### Data to process ###
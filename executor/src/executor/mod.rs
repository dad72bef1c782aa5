//! The render-graph executor.
//!
//! [`Executor`] owns the [`ExecutorContext`] and the object pools and runs
//! one frame per [`Executor::execute`] call:
//!
//! 1. reset the per-frame arenas and the submission table
//! 2. let the scene culling fill the submission table
//! 3. evict cached resources the frame does not use
//! 4. begin the command buffer, traverse the graph, end it
//! 5. submit
//!
//! An error anywhere aborts the frame before submission.

mod context;
mod pools;
mod traversal;

pub use context::{ExecutorContext, GlobalDescriptor};
pub use pools::ExecutorPools;
pub use traversal::FrameStats;

use std::sync::Arc;

use redlilium_core::profiling::{frame_mark, profile_scope};

use crate::backend::GpuDevice;
use crate::config::{ExecutorConfig, SceneSettings};
use crate::device::{BlitInfo, StatisticsOverlay};
use crate::error::ExecutorError;
use crate::graph::{FrameGraph, LayoutGraph, ResourceGraph};
use crate::resources::ResourceCache;
use crate::scene::SceneCulling;

/// Executes frame graphs on a device.
pub struct Executor {
    ctx: ExecutorContext,
    pools: ExecutorPools,
    culling: Box<dyn SceneCulling>,
    frame_count: u64,
    last_stats: FrameStats,
}

impl Executor {
    pub fn new(
        device: Arc<dyn GpuDevice>,
        resource_graph: ResourceGraph,
        layout_graph: LayoutGraph,
        culling: impl SceneCulling + 'static,
        config: ExecutorConfig,
    ) -> Result<Self, ExecutorError> {
        config.validate()?;
        log::info!(
            "Executor: created on {} ({}x{})",
            device.name(),
            config.width,
            config.height
        );
        let pools = ExecutorPools::with_capacity(config.pool_capacity);
        let ctx = ExecutorContext::new(device, resource_graph, layout_graph, config)?;
        Ok(Self {
            ctx,
            pools,
            culling: Box::new(culling),
            frame_count: 0,
            last_stats: FrameStats::default(),
        })
    }

    /// Run one frame.
    pub fn execute(&mut self, graph: &FrameGraph) -> Result<(), ExecutorError> {
        profile_scope!("Executor::execute");

        self.pools.reset_frame();
        self.ctx.submissions.reset();
        self.culling
            .build_submissions(graph, &self.ctx.layout_graph, &mut self.ctx.submissions);

        let evicted = self.ctx.resource_cache.evict_unused(
            &*self.ctx.device,
            &self.ctx.resource_graph,
            graph,
        );
        if evicted > 0 {
            log::debug!("Executor: evicted {} unused resources", evicted);
        }

        let device = Arc::clone(&self.ctx.device);
        let cmd = device.command_buffer();
        cmd.begin();
        let result = traversal::traverse(&mut self.ctx, &mut self.pools, graph);
        cmd.end();
        let stats = result?;

        device.submit();
        self.frame_count += 1;
        self.last_stats = stats;
        log::trace!(
            "Executor: frame {} recorded {} passes",
            self.frame_count,
            stats.passes_recorded
        );
        frame_mark!();
        Ok(())
    }

    /// Propagate a new target extent to the blit geometry.
    pub fn resize(&mut self, width: u32, height: u32) -> Result<(), ExecutorError> {
        if width == 0 || height == 0 {
            return Err(ExecutorError::InvalidParameter(format!(
                "cannot resize to {width}x{height}"
            )));
        }
        log::debug!("Executor: resize to {}x{}", width, height);
        self.ctx.resize(width, height);
        Ok(())
    }

    /// Destroy every cached device object.
    ///
    /// The executor stays usable; the next frame recreates what it needs.
    pub fn release(&mut self) {
        log::info!(
            "Executor: releasing {} passes and {} resources",
            self.pools.passes.len(),
            self.ctx.resource_cache.len()
        );
        self.pools.release(&*self.ctx.device);
        self.ctx.release();
    }

    pub fn resource_graph(&self) -> &ResourceGraph {
        &self.ctx.resource_graph
    }

    /// Resource graph, for changing descriptions between frames.
    pub fn resource_graph_mut(&mut self) -> &mut ResourceGraph {
        &mut self.ctx.resource_graph
    }

    pub fn layout_graph(&self) -> &LayoutGraph {
        &self.ctx.layout_graph
    }

    pub fn scene_settings_mut(&mut self) -> &mut SceneSettings {
        &mut self.ctx.config.scene
    }

    pub fn set_statistics_overlay(&mut self, overlay: Option<Arc<dyn StatisticsOverlay>>) {
        self.ctx.statistics_overlay = overlay;
    }

    pub fn config(&self) -> &ExecutorConfig {
        &self.ctx.config
    }

    pub fn device(&self) -> &Arc<dyn GpuDevice> {
        &self.ctx.device
    }

    pub fn resource_cache(&self) -> &ResourceCache {
        &self.ctx.resource_cache
    }

    pub fn global(&self) -> &GlobalDescriptor {
        &self.ctx.global
    }

    pub fn blit_info(&self) -> Option<&BlitInfo> {
        self.ctx.blit_info.as_ref()
    }

    /// Number of device passes cached across frames.
    pub fn device_pass_count(&self) -> usize {
        self.pools.passes.len()
    }

    /// Number of frames submitted.
    pub fn frame_count(&self) -> u64 {
        self.frame_count
    }

    /// Counters of the last submitted frame.
    pub fn last_frame_stats(&self) -> FrameStats {
        self.last_stats
    }
}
###
> Problem description
Scan the data above, find each line with "resize", and copy it.

> Output of the task
    pub fn resize(&mut self, width: u32, height: u32) -> Result<(), ExecutorError> {
                "cannot resize to {width}x{height}"
        log::debug!("Executor: resize to {}x{}", width, height);
        self.ctx.resize(width, height);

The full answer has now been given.